Puccini’s Girl of the Golden West is set in a redwood forest during the Gold Rush.
I’m spending some time in the Santa Cruz mountains and a redwood forest. A redwood forest is often compared to a cathedral and for good reason. I must admit there is something of a sacred quietude that combines with the soaring trees creating a cathedral-esque atmosphere.
Magnificat Primi Toni by Palestrina
Voces8, St. Anne and St. Agnes Church
The music of the late Renaissance and early Baroque fits the forest perfectly. If they could sing, the trees would probably prefer Palestrina.
I did begin to wonder if there was any music inspired by the redwoods. I should qualify that. I began to wonder if there was any good music inspired by the redwoods. I’m sure there is some “innovative” composition which tries hard to represent the redwoods as victims of the patriarchy.
The Banks of Green Willow
George Butterworth, 1885-1916
I was thinking there might be something of substance such as Frederick Delius’s Florida Suite or Ferde Grofé’s Grand Canyon. The British have done a good job of immortalizing their countryside with pieces such as On the Banks of Green Willow by George Butterworth and In the Fen Country by Vaughan Williams. Of course, Beethoven and Mahler immortalized the Austrian countryside with their symphonic efforts.

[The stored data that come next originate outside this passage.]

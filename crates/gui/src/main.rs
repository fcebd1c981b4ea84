mod app;
mod ui;
mod viewport;

// Re-export library modules so that `crate::state`, `crate::scene`, etc.
// resolve to the lib crate types everywhere in the binary.
pub use musclemap_gui_lib::appearance;
pub use musclemap_gui_lib::asset;
pub use musclemap_gui_lib::calendar;
pub use musclemap_gui_lib::export;
pub use musclemap_gui_lib::i18n;
pub use musclemap_gui_lib::scene;
pub use musclemap_gui_lib::state;

use std::path::PathBuf;

use app::MusclemapApp;
use state::AppSettings;

/// Parsed command line
#[derive(Debug, Default)]
struct CliArgs {
    /// `--model <path>`: body model overriding the configured one
    model: Option<PathBuf>,
    /// `--write-sample-model <path>`: write the sample mannequin and exit
    write_sample: Option<PathBuf>,
}

fn main() {
    tracing_subscriber::fmt()
        .with_env_filter(
            tracing_subscriber::EnvFilter::try_from_default_env()
                .unwrap_or_else(|_| "musclemap=info,musclemap_gui_lib=info,shared=info".into()),
        )
        .init();

    let args = parse_args();

    if let Some(path) = args.write_sample {
        match asset::mannequin::write_sample_model(&path) {
            Ok(()) => tracing::info!("Wrote sample body model to {}", path.display()),
            Err(e) => {
                tracing::error!("Failed to write sample model {}: {e}", path.display());
                std::process::exit(1);
            }
        }
        return;
    }

    let settings = AppSettings::load();
    let model_path = args.model.unwrap_or_else(|| settings.asset.model_path.clone());
    let model = asset::load_body_model(&model_path);

    let native_options = eframe::NativeOptions {
        viewport: egui::ViewportBuilder::default()
            .with_title("Muscle Pain Map")
            .with_inner_size([1280.0, 820.0])
            .with_min_inner_size([800.0, 500.0]),
        ..Default::default()
    };

    if let Err(e) = eframe::run_native(
        "musclemap",
        native_options,
        Box::new(move |cc| Ok(Box::new(MusclemapApp::new(cc, model, settings)))),
    ) {
        tracing::error!("Failed to start application: {e}");
    }
}

fn parse_args() -> CliArgs {
    let args: Vec<String> = std::env::args().collect();
    let mut parsed = CliArgs::default();
    let mut i = 1;
    while i < args.len() {
        match (args[i].as_str(), args.get(i + 1)) {
            ("--model", Some(path)) => {
                parsed.model = Some(PathBuf::from(path));
                i += 1;
            }
            ("--write-sample-model", Some(path)) => {
                parsed.write_sample = Some(PathBuf::from(path));
                i += 1;
            }
            (other, _) => tracing::warn!("Ignoring unknown argument {other}"),
        }
        i += 1;
    }
    parsed
}
//! Title, camera presets, image export and language toggle.

use egui::Ui;

use crate::i18n::t;
use crate::state::AppState;
use crate::viewport::camera::ViewPreset;

/// Draw the top bar. Returns true when image export was requested.
pub fn show(ui: &mut Ui, state: &mut AppState) -> bool {
    let lang = state.lang;
    let now = ui.input(|i| i.time);
    let mut export = false;

    ui.horizontal(|ui| {
        ui.heading(t(lang, "app.title"));
        ui.separator();

        ui.add_enabled_ui(state.is_ready(), |ui| {
            if ui.button(t(lang, "top.front")).on_hover_text(t(lang, "tip.front")).clicked() {
                state.reset_camera(ViewPreset::Front, now);
            }
            if ui.button(t(lang, "top.back")).on_hover_text(t(lang, "tip.back")).clicked() {
                state.reset_camera(ViewPreset::Back, now);
            }
            ui.separator();
            export = ui
                .button(t(lang, "top.export"))
                .on_hover_text(t(lang, "tip.export"))
                .clicked();
        });

        ui.with_layout(egui::Layout::right_to_left(egui::Align::Center), |ui| {
            if ui.button(lang.toggle_label()).clicked() {
                state.toggle_language();
            }
        });
    });

    export
}
use serde::{Deserialize, Serialize};

#[derive(Clone, Copy, Debug, Default, PartialEq, Eq, Serialize, Deserialize)]
#[serde(rename_all = "snake_case")]
pub enum Lang {
    #[default]
    Ja,
    En,
}

impl Lang {
    pub fn toggled(self) -> Lang {
        match self {
            Lang::Ja => Lang::En,
            Lang::En => Lang::Ja,
        }
    }

    /// Label of the language toggle (names the language it switches to)
    pub fn toggle_label(self) -> &'static str {
        match self {
            Lang::Ja => "English",
            Lang::En => "日本語",
        }
    }
}

/// Translate a key to the given language.
pub fn t(lang: Lang, key: &str) -> &'static str {
    let ja = lang == Lang::Ja;
    match key {
        // ── Top bar ─────────────────────────────────────────
        "app.title" => if ja { "筋肉痛マップ" } else { "Muscle Pain Map" },
        "top.front" => if ja { "正面" } else { "Front" },
        "top.back" => if ja { "背面" } else { "Back" },
        "top.export" => if ja { "画像を保存" } else { "Save image" },
        "top.export_title" => if ja { "画像を保存" } else { "Save image" },
        "tip.front" => if ja { "正面から見る (F)" } else { "View from the front (F)" },
        "tip.back" => if ja { "背面から見る (B)" } else { "View from the back (B)" },
        "tip.export" => if ja { "現在の表示をPNGで保存" } else { "Save the current view as PNG" },

        // ── Calendar ────────────────────────────────────────
        "cal.prev" => "◀",
        "cal.next" => "▶",
        "cal.today" => if ja { "今日" } else { "Today" },
        "tip.prev_month" => if ja { "前の月" } else { "Previous month" },
        "tip.next_month" => if ja { "次の月" } else { "Next month" },
        "cal.legend_data" => if ja { "記録あり" } else { "Has records" },

        // ── Severity panel ──────────────────────────────────
        "panel.title" => if ja { "痛みの強さ" } else { "Pain level" },
        "panel.close" => if ja { "閉じる" } else { "Close" },
        "sev.0" => if ja { "なし" } else { "None" },
        "sev.1" => if ja { "弱" } else { "Mild" },
        "sev.2" => if ja { "中" } else { "Moderate" },
        "sev.3" => if ja { "強" } else { "Severe" },

        // ── Status bar ──────────────────────────────────────
        "status.date" => if ja { "日付" } else { "Date" },
        "status.recorded" => if ja { "記録部位" } else { "Recorded parts" },
        "status.days" => if ja { "記録日数" } else { "Days with records" },
        "status.hint" => if ja { "部位をクリックして痛みを記録" } else { "Click a body part to record pain" },
        "status.saved" => if ja { "保存しました" } else { "Saved" },

        // ── Errors ──────────────────────────────────────────
        "err.model" => if ja { "3Dモデルを読み込めませんでした" } else { "Failed to load the 3D model" },
        "err.no_gl" => if ja { "OpenGLが利用できません" } else { "OpenGL is not available" },
        "err.export" => if ja { "画像を保存できませんでした" } else { "Failed to save the image" },

        _ => "???",
    }
}

/// Label for a severity button
pub fn severity_label(lang: Lang, severity: shared::Severity) -> &'static str {
    match severity.level() {
        0 => t(lang, "sev.0"),
        1 => t(lang, "sev.1"),
        2 => t(lang, "sev.2"),
        _ => t(lang, "sev.3"),
    }
}

/// Weekday column headers, Sunday first
pub fn weekday_labels(lang: Lang) -> [&'static str; 7] {
    match lang {
        Lang::Ja => ["日", "月", "火", "水", "木", "金", "土"],
        Lang::En => ["Sun", "Mon", "Tue", "Wed", "Thu", "Fri", "Sat"],
    }
}

/// Month header, e.g. `2024年5月` or `May 2024`
pub fn month_header(lang: Lang, year: i32, month: u32) -> String {
    match lang {
        Lang::Ja => format!("{year}年{month}月"),
        Lang::En => {
            let name = u8::try_from(month)
                .ok()
                .and_then(|m| chrono::Month::try_from(m).ok())
                .map_or("?", |m| m.name());
            format!("{name} {year}")
        }
    }
}

/// Human-readable name for a mesh part.
///
/// Covers the parts of the bundled sample mannequin; any other mesh name is
/// shown as-is.
pub fn part_display_name(lang: Lang, part: &str) -> String {
    let (side, base) = if let Some(rest) = part.strip_prefix("left_") {
        (Some(true), rest)
    } else if let Some(rest) = part.strip_prefix("right_") {
        (Some(false), rest)
    } else {
        (None, part)
    };

    let ja = lang == Lang::Ja;
    let name = match base {
        "head" => if ja { "頭" } else { "Head" },
        "neck" => if ja { "首" } else { "Neck" },
        "chest" => if ja { "胸" } else { "Chest" },
        "abdomen" => if ja { "腹" } else { "Abdomen" },
        "pelvis" => if ja { "骨盤" } else { "Pelvis" },
        "shoulder" => if ja { "肩" } else { "Shoulder" },
        "upper_arm" => if ja { "上腕" } else { "Upper arm" },
        "forearm" => if ja { "前腕" } else { "Forearm" },
        "hand" => if ja { "手" } else { "Hand" },
        "thigh" => if ja { "太もも" } else { "Thigh" },
        "calf" => if ja { "ふくらはぎ" } else { "Calf" },
        "foot" => if ja { "足" } else { "Foot" },
        _ => return part.to_string(),
    };

    match (side, ja) {
        (None, _) => name.to_string(),
        (Some(true), true) => format!("左{name}"),
        (Some(false), true) => format!("右{name}"),
        (Some(true), false) => format!("Left {}", name.to_lowercase()),
        (Some(false), false) => format!("Right {}", name.to_lowercase()),
    }
}

#[cfg(test)]
mod tests {
    use super::*;

    #[test]
    fn test_month_header_formats() {
        assert_eq!(month_header(Lang::Ja, 2024, 5), "2024年5月");
        assert_eq!(month_header(Lang::En, 2024, 5), "May 2024");
        assert_eq!(month_header(Lang::En, 2023, 12), "December 2023");
        assert_eq!(month_header(Lang::En, 2024, 13), "? 2024");
    }

    #[test]
    fn test_part_display_names() {
        assert_eq!(part_display_name(Lang::Ja, "left_forearm"), "左前腕");
        assert_eq!(part_display_name(Lang::En, "right_calf"), "Right calf");
        assert_eq!(part_display_name(Lang::En, "neck"), "Neck");
        assert_eq!(part_display_name(Lang::Ja, "Object_17"), "Object_17");
    }

    #[test]
    fn test_every_key_used_by_the_ui_is_translated() {
        for key in ["app.title", "panel.title", "cal.today", "err.model", "sev.3"] {
            assert_ne!(t(Lang::Ja, key), "???");
            assert_ne!(t(Lang::En, key), "???");
        }
    }
}
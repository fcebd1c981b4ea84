pub mod controller;
pub mod persistence;
pub mod selection;
pub mod settings;

use chrono::NaiveDate;
use glam::Vec3;
use shared::{PainStore, Severity};

use crate::asset::AssetError;
use crate::calendar::MonthCursor;
use crate::i18n::Lang;
use crate::scene::SceneGraph;
use crate::viewport::camera::{ArcBallCamera, CameraAnimator, CameraPose, ViewPreset};

pub use selection::SelectionState;
pub use settings::AppSettings;

/// Camera plus its reset animation
#[derive(Debug, Default)]
pub struct ViewState {
    pub camera: ArcBallCamera,
    pub animator: CameraAnimator,
}

/// Combined application state
pub struct AppState {
    /// Pain record for every day
    pub store: PainStore,
    pub selection: SelectionState,
    pub lang: Lang,
    /// Month shown by the calendar
    pub cursor: MonthCursor,
    /// Body model; `None` when loading failed
    pub scene: Option<SceneGraph>,
    /// Why the body model could not be loaded (shown until exit)
    pub load_error: Option<String>,
    pub view: ViewState,
    pub settings: AppSettings,
    /// Real current date, for the calendar's "today" marker
    pub today: NaiveDate,
    /// Store version last written to storage
    pub(crate) saved_version: u64,
    /// Settings changed since the last save
    pub(crate) settings_dirty: bool,
    /// Transient status line message
    pub notice: Option<String>,
}

impl AppState {
    /// Build the state from a model load result and the persisted record.
    ///
    /// A corrupt record is replaced by an empty one. A failed model load
    /// leaves the state without a scene; calendar and severity operations
    /// then do nothing.
    pub fn new(
        model: Result<SceneGraph, AssetError>,
        persisted: Option<&str>,
        settings: AppSettings,
        today: NaiveDate,
    ) -> Self {
        let (scene, load_error) = match model {
            Ok(scene) => (Some(scene), None),
            Err(e) => {
                tracing::error!("Body model unavailable: {}", e);
                (None, Some(e.to_string()))
            }
        };
        let store = PainStore::load_or_empty(persisted);

        let mut state = Self {
            saved_version: store.version(),
            store,
            selection: SelectionState::new(today),
            lang: settings.ui.language,
            cursor: MonthCursor::containing(today),
            scene,
            load_error,
            view: ViewState::default(),
            settings,
            today,
            settings_dirty: false,
            notice: None,
        };
        let front = state.preset_pose(ViewPreset::Front);
        state.view.camera.set_pose(front);
        state.repaint_all();
        state
    }

    /// Whether the body model loaded and the recording features are live
    pub fn is_ready(&self) -> bool {
        self.scene.is_some()
    }

    /// Severity of `part` on the selected date
    pub fn severity_of(&self, part: &str) -> Severity {
        self.store.severity(&self.selection.date_key(), part)
    }

    /// Pose for a preset, framed on the body bounds.
    pub fn preset_pose(&self, preset: ViewPreset) -> CameraPose {
        let camera = &self.view.camera;
        match self.scene.as_ref().and_then(|s| s.body_bounds()) {
            Some(bounds) => {
                let size = bounds.max - bounds.min;
                let extent = size.y.max(size.x).max(0.1);
                let distance = extent / (2.0 * (camera.fov * 0.5).tan()) * 1.25;
                preset.pose(bounds.center(), distance)
            }
            None => preset.pose(Vec3::new(0.0, 0.9, 0.0), 4.0),
        }
    }

    /// Write settings back to the config file if something changed them.
    pub fn save_settings_if_changed(&mut self) {
        if std::mem::take(&mut self.settings_dirty) {
            self.settings.save();
        }
    }

    /// Reapply every part's colour for the selected date.
    pub(crate) fn repaint_all(&mut self) {
        let key = self.selection.date_key();
        let day = self.store.get(&key);
        if let Some(scene) = self.scene.as_mut() {
            crate::appearance::sync_all(scene, |name| {
                day.get(name).copied().unwrap_or(Severity::None)
            });
        }
    }
}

The only thing, of substance, I came up with for the redwoods is Puccini’s Girl of the Golden West which is set in a redwood forest during the Gold Rush. Obviously the opera is not specifically about redwoods but it is an underappreciated masterpiece.
La Fanciulla del West (Girl of the Golden West)
Plácido Domingo sings "Ch'ella mi creda libero e lontano" from the Puccini opera.
The opera is based on a play by David Belasco. Belasco was also the author of the play that inspired Puccini to write Madama Butterfly.
The character Minnie is the girl. She’s is a strong woman making her way in the Wild West. Minnie runs a saloon and gives the miners reading lessons. She is Puccini’s strongest heroine but doesn’t always get the respect she deserves. It could be because she falls in love with the wrong man.
Minnie is supposed to marry the upstanding sheriff but she’s not into him. Instead, she falls for Ramirez, the bandit masquerading as Dick Johnson. Minnie even cheats at cards to help Ramirez escape.
Ultimately Ramirez is captured. The miners decide to hang him but Minnie interrupts the execution and faces the mob down, holding them at gunpoint. She convinces the miners that they owe her for all the care she’s given them, and they allow Ramirez and her to leave and start a new life together.
Minnie combines qualities of care and compassion along with the willingness to wield a gun in defense of the man she loves. She is unique in opera. She is neither a victim nor temptress but a fully integrated character who owns her dark side and uses it when necessary.